• _Task to complete_:
Please find the lines in the following records that hold "ArrayValue", and copy them.

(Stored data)
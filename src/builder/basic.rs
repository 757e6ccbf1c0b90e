//! Builder taking `key, value` pairs, with closures for nested frames.
//!
//! ```rust
//! use bsondoc::builder::basic;
//!
//! let mut doc = basic::Document::new();
//! doc.append("a", 1)?
//!     .sub_document("b", |b| {
//!         b.append("c", "d")?;
//!         Ok(())
//!     })?
//!     .sub_array("e", |e| {
//!         e.append(true)?.append(2.5)?;
//!         Ok(())
//!     })?;
//!
//! let value = doc.extract()?;
//! assert_eq!(value.view().get("b")?.get("c")?.get_string()?.value, "d");
//! # Ok::<(), bsondoc::Error>(())
//! ```
//!
//! The [`doc!`](crate::doc!) and [`array!`](crate::array!) macros expand to
//! the same calls.

use crate::array::{ArrayValue, ArrayView};
use crate::builder::core::{Append, Core};
use crate::document::{DocumentValue, DocumentView};
use crate::error::Result;

/// Document frame handed to a `sub_document` closure.
pub struct SubDocument<'a> {
    core: &'a mut Core,
}

/// Array frame handed to a `sub_array` closure.
pub struct SubArray<'a> {
    core: &'a mut Core,
}

impl<'a> SubDocument<'a> {
    pub fn append(&mut self, key: &str, value: impl Append) -> Result<&mut Self> {
        self.core.key_view(key)?.append(value)?;
        Ok(self)
    }

    pub fn sub_document<F>(&mut self, key: &str, f: F) -> Result<&mut Self>
    where
        F: FnOnce(&mut SubDocument) -> Result<()>,
    {
        self.core.key_view(key)?.open_document()?;
        f(&mut SubDocument { core: self.core })?;
        self.core.close_document()?;
        Ok(self)
    }

    pub fn sub_array<F>(&mut self, key: &str, f: F) -> Result<&mut Self>
    where
        F: FnOnce(&mut SubArray) -> Result<()>,
    {
        self.core.key_view(key)?.open_array()?;
        f(&mut SubArray { core: self.core })?;
        self.core.close_array()?;
        Ok(self)
    }

    pub fn concatenate(&mut self, view: DocumentView<'_>) -> Result<&mut Self> {
        self.core.concatenate(view)?;
        Ok(self)
    }
}

impl<'a> SubArray<'a> {
    pub fn append(&mut self, value: impl Append) -> Result<&mut Self> {
        self.core.append(value)?;
        Ok(self)
    }

    pub fn sub_document<F>(&mut self, f: F) -> Result<&mut Self>
    where
        F: FnOnce(&mut SubDocument) -> Result<()>,
    {
        self.core.open_document()?;
        f(&mut SubDocument { core: self.core })?;
        self.core.close_document()?;
        Ok(self)
    }

    pub fn sub_array<F>(&mut self, f: F) -> Result<&mut Self>
    where
        F: FnOnce(&mut SubArray) -> Result<()>,
    {
        self.core.open_array()?;
        f(&mut SubArray { core: self.core })?;
        self.core.close_array()?;
        Ok(self)
    }

    pub fn concatenate(&mut self, view: DocumentView<'_>) -> Result<&mut Self> {
        self.core.concatenate(view)?;
        Ok(self)
    }
}

/// Owning root document builder.
#[derive(Debug)]
pub struct Document {
    core: Core,
}

impl Document {
    pub fn new() -> Self {
        Document {
            core: Core::new_document(),
        }
    }

    fn frame(&mut self) -> SubDocument<'_> {
        SubDocument {
            core: &mut self.core,
        }
    }

    pub fn append(&mut self, key: &str, value: impl Append) -> Result<&mut Self> {
        self.frame().append(key, value)?;
        Ok(self)
    }

    pub fn sub_document<F>(&mut self, key: &str, f: F) -> Result<&mut Self>
    where
        F: FnOnce(&mut SubDocument) -> Result<()>,
    {
        self.frame().sub_document(key, f)?;
        Ok(self)
    }

    pub fn sub_array<F>(&mut self, key: &str, f: F) -> Result<&mut Self>
    where
        F: FnOnce(&mut SubArray) -> Result<()>,
    {
        self.frame().sub_array(key, f)?;
        Ok(self)
    }

    pub fn concatenate(&mut self, view: DocumentView<'_>) -> Result<&mut Self> {
        self.frame().concatenate(view)?;
        Ok(self)
    }

    pub fn view(&mut self) -> Result<DocumentView<'_>> {
        self.core.view_document()
    }

    pub fn extract(mut self) -> Result<DocumentValue> {
        self.core.extract_document()
    }

    pub fn clear(&mut self) -> Result<()> {
        self.core.clear().map(|_| ())
    }
}

impl Default for Document {
    fn default() -> Self {
        Document::new()
    }
}

/// Owning root array builder.
#[derive(Debug)]
pub struct Array {
    core: Core,
}

impl Array {
    pub fn new() -> Self {
        Array {
            core: Core::new_array(),
        }
    }

    fn frame(&mut self) -> SubArray<'_> {
        SubArray {
            core: &mut self.core,
        }
    }

    pub fn append(&mut self, value: impl Append) -> Result<&mut Self> {
        self.frame().append(value)?;
        Ok(self)
    }

    pub fn sub_document<F>(&mut self, f: F) -> Result<&mut Self>
    where
        F: FnOnce(&mut SubDocument) -> Result<()>,
    {
        self.frame().sub_document(f)?;
        Ok(self)
    }

    pub fn sub_array<F>(&mut self, f: F) -> Result<&mut Self>
    where
        F: FnOnce(&mut SubArray) -> Result<()>,
    {
        self.frame().sub_array(f)?;
        Ok(self)
    }

    pub fn concatenate(&mut self, view: DocumentView<'_>) -> Result<&mut Self> {
        self.frame().concatenate(view)?;
        Ok(self)
    }

    pub fn view(&mut self) -> Result<ArrayView<'_>> {
        self.core.view_array()
    }

    pub fn extract(mut self) -> Result<ArrayValue> {
        self.core.extract_array()
    }

    pub fn clear(&mut self) -> Result<()> {
        self.core.clear().map(|_| ())
    }
}

impl Default for Array {
    fn default() -> Self {
        Array::new()
    }
}

/// Builds a [`DocumentValue`](crate::document::DocumentValue).
///
/// Values are expressions, `{ ... }` for a nested document or `[ ... ]` for
/// a nested array. Keys are string literals.
///
/// ```rust
/// use bsondoc::doc;
///
/// let name = String::from("bson");
/// let value = doc! {
///     "name": name,
///     "size": { "min": 5, "max": i32::MAX },
///     "tags": ["a", { "b": true }, []],
/// }?;
/// assert_eq!(value.view().get("size")?.get("min")?.get_int32()?.value, 5);
/// # Ok::<(), bsondoc::Error>(())
/// ```
#[macro_export]
macro_rules! doc {
    ($($body:tt)*) => {
        (|| -> $crate::Result<$crate::document::DocumentValue> {
            #[allow(unused_mut)]
            let mut __doc = $crate::builder::basic::Document::new();
            $crate::__doc_fields!(__doc; $($body)*);
            __doc.extract()
        })()
    };
}

/// Builds an [`ArrayValue`](crate::array::ArrayValue), see [`doc!`].
#[macro_export]
macro_rules! array {
    ($($body:tt)*) => {
        (|| -> $crate::Result<$crate::array::ArrayValue> {
            #[allow(unused_mut)]
            let mut __array = $crate::builder::basic::Array::new();
            $crate::__array_items!(__array; $($body)*);
            __array.extract()
        })()
    };
}

#[doc(hidden)]
#[macro_export]
macro_rules! __doc_fields {
    ($d:ident;) => {};
    ($d:ident; $key:literal : { $($inner:tt)* } $(, $($rest:tt)*)?) => {
        $d.sub_document($key, |__sub| {
            $crate::__doc_fields!(__sub; $($inner)*);
            Ok(())
        })?;
        $crate::__doc_fields!($d; $($($rest)*)?);
    };
    ($d:ident; $key:literal : [ $($inner:tt)* ] $(, $($rest:tt)*)?) => {
        $d.sub_array($key, |__sub| {
            $crate::__array_items!(__sub; $($inner)*);
            Ok(())
        })?;
        $crate::__doc_fields!($d; $($($rest)*)?);
    };
    ($d:ident; $key:literal : $value:expr $(, $($rest:tt)*)?) => {
        $d.append($key, $value)?;
        $crate::__doc_fields!($d; $($($rest)*)?);
    };
}

#[doc(hidden)]
#[macro_export]
macro_rules! __array_items {
    ($a:ident;) => {};
    ($a:ident; { $($inner:tt)* } $(, $($rest:tt)*)?) => {
        $a.sub_document(|__sub| {
            $crate::__doc_fields!(__sub; $($inner)*);
            Ok(())
        })?;
        $crate::__array_items!($a; $($($rest)*)?);
    };
    ($a:ident; [ $($inner:tt)* ] $(, $($rest:tt)*)?) => {
        $a.sub_array(|__sub| {
            $crate::__array_items!(__sub; $($inner)*);
            Ok(())
        })?;
        $crate::__array_items!($a; $($($rest)*)?);
    };
    ($a:ident; $value:expr $(, $($rest:tt)*)?) => {
        $a.append($value)?;
        $crate::__array_items!($a; $($($rest)*)?);
    };
}

#[cfg(test)]
mod tests {
    use super::*;
    use crate::error::Error;
    use crate::types::Type;

    #[test]
    fn closures() {
        let mut doc = Document::new();
        doc.append("a", 1i64)
            .unwrap()
            .sub_array("list", |list| {
                list.append(1)?.sub_document(|d| {
                    d.append("x", "y")?;
                    Ok(())
                })?;
                Ok(())
            })
            .unwrap();
        let value = doc.extract().unwrap();
        let view = value.view();
        assert_eq!(view.get("a").unwrap().element_type(), Type::Int64);
        let x = view.get("list").unwrap().at(1).unwrap().get("x").unwrap();
        assert_eq!(x.get_string().unwrap().value, "y");
    }

    #[test]
    fn closure_error_propagates() {
        let mut doc = Document::new();
        let err = doc
            .sub_document("d", |d| {
                d.append("bad\0key", 1)?;
                Ok(())
            })
            .err();
        assert_eq!(err, Some(Error::InvalidKey));
        // the sub-document is still open
        assert!(doc.view().is_err());
        doc.clear().unwrap();
        assert!(doc.view().unwrap().is_empty());
    }

    #[test]
    fn macros() {
        let n = 3;
        let value = crate::doc! {
            "n": n,
            "neg": -1,
            "nested": { "deep": { "x": "y" } },
            "list": [1, "two", [3], { "four": 4 }],
            "empty": {},
        }
        .unwrap();
        let view = value.view();
        assert_eq!(view.get("neg").unwrap().get_int32().unwrap().value, -1);
        let list = view.get("list").unwrap().get_array().unwrap().value;
        assert_eq!(list.len_elements().unwrap(), 4);
        assert_eq!(list.get(2).unwrap().at(0).unwrap().get_int32().unwrap().value, 3);
        assert!(view.get("empty").unwrap().get_document().unwrap().value.is_empty());

        let array = crate::array![1, 2.0, None::<i32>].unwrap();
        assert_eq!(array.view().len_elements().unwrap(), 3);
        assert_eq!(crate::array![].unwrap().as_bytes(), &[5, 0, 0, 0, 0]);
    }
}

• _Task response_:
use crate::array::{ArrayValue, ArrayView};
    pub fn extract(mut self) -> Result<ArrayValue> {
/// Builds an [`ArrayValue`](crate::array::ArrayValue), see [`doc!`].
        (|| -> $crate::Result<$crate::array::ArrayValue> {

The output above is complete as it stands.